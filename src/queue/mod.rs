//! Queue store client
//!
//! Task transport runs over a list/sorted-set store:
//!
//! - the main queue that ingestion pushes serialized tasks onto
//! - the shared in-flight marker queue
//! - one dedicated queue per worker
//! - a sorted set of delayed tasks scored by due time (unix seconds)
//! - short-lived claim keys used by workers to suppress duplicates
//!
//! [`RedisQueue`] is the production backend; [`MemoryQueue`] keeps the same
//! semantics in process for tests.

pub mod memory;
pub mod redis;

use async_trait::async_trait;
use serde::{Deserialize, Serialize};
use std::time::Duration;
use thiserror::Error;

pub use self::memory::MemoryQueue;
pub use self::redis::RedisQueue;

/// Result type for queue operations
pub type QueueResult<T> = Result<T, QueueError>;

/// Queue store errors
#[derive(Debug, Error)]
pub enum QueueError {
    /// Connection could not be obtained
    #[error("Queue store unavailable: {0}")]
    Unavailable(String),

    /// Operation did not complete in time
    #[error("Queue store timeout: {0}")]
    Timeout(String),

    /// Push was rejected by the store
    #[error("Push to '{queue}' rejected: {reason}")]
    PushRejected { queue: String, reason: String },

    /// Backend command failed
    #[error("Queue backend error: {0}")]
    Backend(String),
}

impl From<::redis::RedisError> for QueueError {
    fn from(err: ::redis::RedisError) -> Self {
        if err.is_timeout() {
            Self::Timeout(err.to_string())
        } else if err.is_io_error() || err.is_connection_dropped() {
            Self::Unavailable(err.to_string())
        } else {
            Self::Backend(err.to_string())
        }
    }
}

impl From<deadpool_redis::PoolError> for QueueError {
    fn from(err: deadpool_redis::PoolError) -> Self {
        Self::Unavailable(err.to_string())
    }
}

/// Names of the logical channels in the queue store
#[derive(Debug, Clone, PartialEq, Eq, Serialize, Deserialize)]
#[serde(default)]
pub struct QueueNames {
    /// Main task queue
    pub main: String,

    /// Shared in-flight marker queue
    pub processing: String,

    /// Sorted set of delayed tasks
    pub delayed: String,

    /// Prefix of per-worker queues
    pub worker_prefix: String,

    /// Prefix of worker claim keys
    pub claim_prefix: String,
}

impl Default for QueueNames {
    fn default() -> Self {
        Self {
            main: "task-queue".to_string(),
            processing: "processing-queue".to_string(),
            delayed: "delayed-tasks".to_string(),
            worker_prefix: "worker-queue:".to_string(),
            claim_prefix: "task-executed:".to_string(),
        }
    }
}

impl QueueNames {
    /// Dedicated queue of a worker
    pub fn worker_queue(&self, worker_id: &str) -> String {
        format!("{}{}", self.worker_prefix, worker_id)
    }

    /// Claim key of a task
    pub fn claim_key(&self, task_id: &str) -> String {
        format!("{}{}", self.claim_prefix, task_id)
    }
}

/// Contract the core needs from the queue store
///
/// Lists are pushed on the right and popped from the left, so `push_back`
/// keeps FIFO order and `push_front` jumps the line.
#[async_trait]
pub trait QueueClient: Send + Sync {
    /// Atomically pop the head of `src` and append it to `dst`
    ///
    /// Waits at most `timeout` for an element; `None` on timeout.
    async fn blocking_move(
        &self,
        src: &str,
        dst: &str,
        timeout: Duration,
    ) -> QueueResult<Option<String>>;

    /// Pop the head of a queue, waiting at most `timeout`
    async fn blocking_pop(&self, queue: &str, timeout: Duration) -> QueueResult<Option<String>>;

    /// Append to the tail
    async fn push_back(&self, queue: &str, value: &str) -> QueueResult<()>;

    /// Insert at the head
    async fn push_front(&self, queue: &str, value: &str) -> QueueResult<()>;

    /// Remove the first element equal to `value`; returns whether one was removed
    async fn remove(&self, queue: &str, value: &str) -> QueueResult<bool>;

    /// Every element, head first
    async fn range_all(&self, queue: &str) -> QueueResult<Vec<String>>;

    async fn len(&self, queue: &str) -> QueueResult<usize>;

    /// Whether some element equals `value`
    async fn contains(&self, queue: &str, value: &str) -> QueueResult<bool>;

    /// Write a key only if absent, expiring after `ttl`; returns whether written
    async fn set_if_absent(&self, key: &str, value: &str, ttl: Duration) -> QueueResult<bool>;

    /// Delete a key; returns whether it existed
    async fn delete_key(&self, key: &str) -> QueueResult<bool>;

    /// Add a member to a sorted set with the given score
    async fn schedule(&self, set: &str, value: &str, score: i64) -> QueueResult<()>;

    /// Remove and return up to `limit` members scored at or below `max_score`
    ///
    /// Only members this call actually removed are returned, so two callers
    /// never receive the same member.
    async fn pop_due(&self, set: &str, max_score: i64, limit: usize) -> QueueResult<Vec<String>>;
}

#[cfg(test)]
mod tests {
    use super::*;

    #[test]
    fn test_queue_names() {
        let names = QueueNames::default();
        assert_eq!(names.main, "task-queue");
        assert_eq!(names.processing, "processing-queue");
        assert_eq!(names.worker_queue("w1"), "worker-queue:w1");
        assert_eq!(names.claim_key("T1"), "task-executed:T1");
    }

    #[test]
    fn test_queue_names_partial_toml() {
        let names: QueueNames = toml::from_str(r#"main = "jobs""#).unwrap();
        assert_eq!(names.main, "jobs");
        assert_eq!(names.processing, "processing-queue");
    }
}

● ● ● ●

**TASK TO CARRY OUT**.
Copy out each line of the listing that contains the word "bool".

**RESPONSE**.
    async fn remove(&self, queue: &str, value: &str) -> QueueResult<bool>;
    async fn contains(&self, queue: &str, value: &str) -> QueueResult<bool>;
    async fn set_if_absent(&self, key: &str, value: &str, ttl: Duration) -> QueueResult<bool>;
    async fn delete_key(&self, key: &str) -> QueueResult<bool>;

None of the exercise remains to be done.